Fig. 7. Molecular chaperones can alleviate ER stress due to a reduction in either Clu or dGRASP.

(A–F) ER stress markers are upregulated in clu or dGRASP RNAi. The ER stress reporter Xbp1-GFP is elevated upon induction of ER stress by DTT (B) or upon RNAi knockdown of clu (C) or dGRASP (D) in L3 muscles (n = nucleus). (E) Quantitation of the ER stress inducer Xbp1-GFP in the indicated genotypes. (F) Independent measurements of ER stress measuring the amount of Bip levels in L3 muscle.

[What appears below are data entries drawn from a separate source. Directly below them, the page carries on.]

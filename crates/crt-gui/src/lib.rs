pub mod panel;
pub mod preset;

pub use panel::{draw_scene_panel, draw_screen_panel};
pub use preset::{load_preset, save_preset, PresetFile};
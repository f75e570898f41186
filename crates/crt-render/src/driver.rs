use std::path::Path;
use std::sync::Arc;

use glow::HasContext;

use crt_core::clock::FrameClock;
use crt_core::params::{SceneConfig, ScreenParams};
use crt_core::transition::TransitionEvent;
use crt_scene::assets::AssetLoader;
use crt_scene::camera::Camera;
use crt_scene::controller::SceneController;
use crt_scene::node::{showcase_objects, ObjectNode, ObjectSpec};

use crate::composer::Composer;

/// The showcase frame driver: one `tick` per displayed frame.
///
/// Owns the composer, the scene controller and the in-flight asset load.
/// The host's frame callback calls `tick` until it returns an error or
/// `stop` is called, then deregisters the callback and calls `destroy`.
pub struct Showcase {
    composer: Composer,
    controller: SceneController,
    camera: Camera,
    clock: FrameClock,
    scene_config: SceneConfig,
    specs: Vec<ObjectSpec>,
    loader: Option<AssetLoader>,
    active: bool,
}

impl Showcase {
    /// Build the pipeline for a fixed surface size and start loading the
    /// showcase objects from `asset_dir` (`<name>.obj` per object).
    pub fn new(gl: &glow::Context, asset_dir: &Path, width: u32, height: u32) -> Self {
        let params = Arc::new(ScreenParams::default());
        let scene_config = SceneConfig::default();
        let specs = showcase_objects();

        let requests = specs
            .iter()
            .map(|spec| (spec.name.to_string(), asset_dir.join(format!("{}.obj", spec.name))))
            .collect();

        Self {
            composer: Composer::new(gl, params, width, height),
            controller: SceneController::new(&scene_config),
            camera: Camera::default(),
            clock: FrameClock::new(),
            scene_config,
            specs,
            loader: Some(AssetLoader::spawn(requests)),
            active: true,
        }
    }

    /// Whether the frame callback should stay registered.
    pub fn is_active(&self) -> bool {
        self.active
    }

    /// Deregister the loop: no further ticks render.
    pub fn stop(&mut self) {
        self.active = false;
    }

    /// Swap in an externally edited screen parameter snapshot.
    pub fn set_screen_params(&mut self, params: Arc<ScreenParams>) {
        self.composer.screen_pass.set_params(params);
    }

    pub fn screen_params(&self) -> &Arc<ScreenParams> {
        self.composer.screen_pass.params()
    }

    pub fn set_scene_config(&mut self, config: SceneConfig) {
        self.scene_config = config;
    }

    pub fn controller(&self) -> &SceneController {
        &self.controller
    }

    /// Advance and render one frame.
    ///
    /// A GL error from the surface is fatal: the loop deactivates and no
    /// further draws are submitted.
    pub fn tick(&mut self, gl: &glow::Context) -> Result<(), String> {
        if !self.active {
            return Ok(());
        }

        let dt = self.clock.delta();

        self.poll_assets(gl);

        match self.controller.tick(dt, &self.scene_config) {
            Some(TransitionEvent::EnteredNoise) => {
                let takeover = self.composer.screen_pass.params().with_static_noise(1.0);
                self.composer.screen_pass.set_params(Arc::new(takeover));
            }
            Some(TransitionEvent::EnteredObject) => {
                let cleared = self.composer.screen_pass.params().with_static_noise(0.0);
                self.composer.screen_pass.set_params(Arc::new(cleared));
            }
            None => {}
        }

        self.composer.screen_pass.advance(dt);
        self.composer.render(gl, &self.controller.group, &self.camera);

        let error = unsafe { gl.get_error() };
        if error != glow::NO_ERROR {
            self.active = false;
            log::error!("GL error 0x{error:X}, stopping the frame loop");
            return Err(format!("render surface failure: GL error 0x{error:X}"));
        }

        Ok(())
    }

    /// Populate the scene once the background load resolves. A failed load
    /// leaves the scene empty for good; the effect keeps running over it.
    fn poll_assets(&mut self, gl: &glow::Context) {
        let Some(loader) = self.loader.as_mut() else {
            return;
        };
        let Some(result) = loader.try_poll() else {
            return;
        };
        self.loader = None;

        match result {
            Ok(meshes) => {
                for (spec, (name, mesh)) in self.specs.iter().zip(meshes) {
                    debug_assert_eq!(spec.name, name);
                    self.controller.group.push(ObjectNode::new(spec, mesh));
                }
                self.composer.upload_meshes(gl, &self.controller.group);
                log::info!("Loaded {} showcase objects", self.controller.group.nodes().len());
            }
            Err(e) => {
                log::error!("{e}");
            }
        }
    }

    /// Release GPU resources. Call exactly once, after the loop stops.
    pub fn destroy(&self, gl: &glow::Context) {
        self.composer.destroy(gl);
    }
}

ER stress in increased upon feeding with DTT or in clu or dGRASP RNAi and can be ameliorated upon treatment with the molecular chaperones TUDCA or 4PBA (*p<0.05; ***p<0.0005; ****p<0.0001). (G–K) αPS2 accumulates in clu RNAi (H) muscle tissue and this perinuclear accumulation is alleviated upon treatment with TUDCA (I) or 4PBA (J). (K) Graph depicting the internal accumulation of αPS2 upon loss of Clu only. (L–P) The size of Sec16 ERES is reduced in clu RNAi (M), but is restored upon inhibition of ER stress (N–P) (mean±s.e.m.; *p<0.05; **p<0.01; ***p<0.005). Scale bars, 10 µm (A–D, G–J); 2 µm (L–O).